Monday, August 22, 2011

The Hospital Conundrum

Last week, there was an interesting piece on the evening news.  A child was bitten by the family dog and required the services of a plastic surgeon in the emergency room.  The procedure went fine and the child and his parents returned home, unaware that the plastic surgeon that handled their case was not part of their insurance plan.  The parents received a four thousand dollar bill for the physician's services.

A year ago, my brother drove the three miles to his local hospital after suffering chest pains.  After determining that he did indeed have a serious heart attack, the hospital transported him via ambulance to their sister hospital, thirty minutes away for a cardiac catherization.   Later that same month, he received a two thousand dollar bill for ambulance services!
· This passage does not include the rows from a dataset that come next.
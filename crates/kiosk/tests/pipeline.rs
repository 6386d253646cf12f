//! Tap input → debounce → delivery queue → FIFO → subscriber.

#![allow(clippy::unwrap_used, clippy::float_cmp)]

use std::sync::atomic::{AtomicU32, Ordering};
use std::time::Duration;

use kiosk::{touch_service, KioskConfig, TouchStats};
use kiosk_testing::FixtureDir;
use pipe::{PipePublisher, PipeSubscriber, TapRecord};
use platform::mocks::MockTapInput;
use platform::{Clock, TapStatus};
use tokio_util::sync::CancellationToken;
use touch::{DebounceGate, TouchSensor};

const DEADLINE: Duration = Duration::from_secs(5);
const START: f64 = 1_700_000_000.0;

/// Moves forward a quarter second on every reading.
struct SteppingClock {
    readings: AtomicU32,
}

impl Clock for SteppingClock {
    fn now(&self) -> f64 {
        let n = self.readings.fetch_add(1, Ordering::SeqCst);
        START + f64::from(n) * 0.25
    }
}

fn config(dir: &FixtureDir) -> KioskConfig {
    let toml = format!(
        r#"
[pipe]
tap_data = "{}"
timestamp_format = "%Y-%m-%d %H:%M:%S%.3f"
reopen_backoff_ms = 20
publish_retry_ms = 5

[touch]
debounce_secs = 0.5
"#,
        dir.join("tap_data").display()
    );
    let path = dir.file("config.toml", toml.as_bytes()).unwrap();
    KioskConfig::from_file(path).unwrap()
}

#[tokio::test]
async fn debounced_taps_reach_the_screen_side_in_order() {
    let dir = FixtureDir::new().unwrap();
    let config = config(&dir);
    let fifo = dir.fifo("tap_data").unwrap();
    assert_eq!(config.pipe.tap_data, fifo);

    let cancel = CancellationToken::new();
    let codec = config.codec().unwrap();
    let mut subscription = PipeSubscriber::new(&fifo, codec.clone())
        .with_backoff(config.pipe.reopen_backoff())
        .spawn(config.pipe.queue_depth, cancel.clone());

    let (queue, delivery) = pipe::channel(
        PipePublisher::new(&fifo),
        config.pipe.queue_depth,
        config.pipe.publish_retry(),
    );
    let delivery = tokio::spawn(delivery.run(cancel.clone()));

    // Readings at +0, +0.25, +0.5, +0.75, +1.0 against a 0.5 s window.
    let input: MockTapInput = [
        TapStatus::Good,
        TapStatus::Good,
        TapStatus::Bad,
        TapStatus::Good,
        TapStatus::Good,
    ]
    .into_iter()
    .collect();
    let sensor = TouchSensor::new(
        "touch-0",
        DebounceGate::new(config.touch.debounce_secs).unwrap(),
        SteppingClock {
            readings: AtomicU32::new(0),
        },
    );

    let stats = touch_service::run(input, sensor, &codec, &queue, &cancel)
        .await
        .unwrap();
    assert_eq!(
        stats,
        TouchStats {
            accepted: 3,
            suppressed: 2,
            dropped: 0,
        }
    );

    let mut received = Vec::new();
    for _ in 0..3 {
        let record: TapRecord = tokio::time::timeout(DEADLINE, subscription.next())
            .await
            .unwrap()
            .unwrap()
            .unwrap();
        received.push((record.status, record.timestamp.as_secs() - START));
    }
    assert_eq!(
        received,
        [
            (TapStatus::Good, 0.0),
            (TapStatus::Bad, 0.5),
            (TapStatus::Good, 1.0),
        ]
    );

    cancel.cancel();
    assert!(subscription.next().await.unwrap().is_none());
    // The delivery task owns the writer; it closes only now, releasing the
    // subscriber's pending read.
    delivery.await.unwrap().unwrap();
    drop(queue);
}

#[tokio::test]
async fn cancelled_touch_loop_stops_without_input() {
    struct SilentInput;

    impl platform::TapInput for SilentInput {
        type Error = std::convert::Infallible;

        async fn wait_for_tap(&mut self) -> Result<Option<TapStatus>, Self::Error> {
            std::future::pending().await
        }
    }

    let dir = FixtureDir::new().unwrap();
    let config = config(&dir);
    let (queue, _delivery) = pipe::channel(PipePublisher::new(&config.pipe.tap_data), 1, Duration::ZERO);
    let cancel = CancellationToken::new();
    cancel.cancel();

    let sensor = TouchSensor::new(
        "touch-0",
        DebounceGate::new(0.5).unwrap(),
        SteppingClock {
            readings: AtomicU32::new(0),
        },
    );
    let stats = touch_service::run(SilentInput, sensor, &config.codec().unwrap(), &queue, &cancel)
        .await
        .unwrap();
    assert_eq!(stats, TouchStats::default());
}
There is a patient's bill of rights for all hospital treatment.  This bill is usually standard for all patients and covers the rights to privacy as well as the right of the patient to allow or refuse treatment and to make decisions regarding this treatment or have them made by their health care proxy in cases where a conscious decision by the patient is not possible.   The bill of rights also allows the patient to be treated by a physician that participates in their health care plan.

Now, we are all aware that emergency services are aptly named and none of us would want to wait for a participating physician in cases where emergency services are needed in a life or death situation.  Someone who is having a heart attack is certainly not going to phone around town to find an ambulance company who participates in their plan, nor is someone who is bleeding going to call their insurance company to find a par physician to assure that no out of pocket expenses are charged.

Who should be responsible for situations such as those outlined above?  Once again, we see case after case where those individuals who are actively insured and paying their premiums on time are still charged fees that may be a serious hardship for a working family.  The hospitals would argue that the large number of uninsured or underinsured patients that come to the ER for treatment have posed a serious financial threat to their future survival.   The insurance companies realize that past coverage that included a zero payment for ER services meant more and more individuals turned to their hospital emergency rooms to avoid any out of pocket expense.  Now, most insurance plans have a deductible and or co-payment for ER services and expect the physicians who practice there to par with their plan.  Patient bills for non par services often go unpaid, even after the most stringent collection efforts and are eventually written off as bad debt.  This is just another example of why our health care system is overtaxed.

Perhaps hospitals and insurance carriers need to come to a better arrangement when it comes to emergency room coverage.   Should a physician decide not to be a par provider with certain plans, then he or she should agree to provide coverage for 50% of the reasonable and customary fee for services.  This would assure that patient's are not straddled with overwhelming hospital bills and still provide the physician with some form of reimbursement for their services.

It is not always the physician's choice not to participate in a particular plan.  The insurance companies will often gauge the number of specialists in a demographic area and decide to close their panel when the area is adequately covered.   Hospitals may not par or even drop a particular carrier if they feel the reasonable and customary fees are not enough to cover the expense of caring for the covered members.
In any case, the patient is the one who generally loses in the battle for coverage and the health care system in general also pays a steep price.

Will the new Obama plan help alleviate these problems?  Once all citizens are covered, will doctors still receive an adequate fee that motivates them to continue to provide care?  We know that by 2025, we will face a shortfall of physicians in the United States and cuts in reimbursement rates and the need to see more and more patients to make the same or less money than in past days is certainly a factor affecting the predicted shortfall.  We may indeed face a future where students are hesitant to choose medicine as a career.  We are regulating ourselves out of business just at the time where the largest population is going to be taxing the system even further.  Once we de-privatize medicine and move toward a more socialized system, we will definitely see a change in the quality of care that our physicians provide and that we as patients have paid for our entire lives.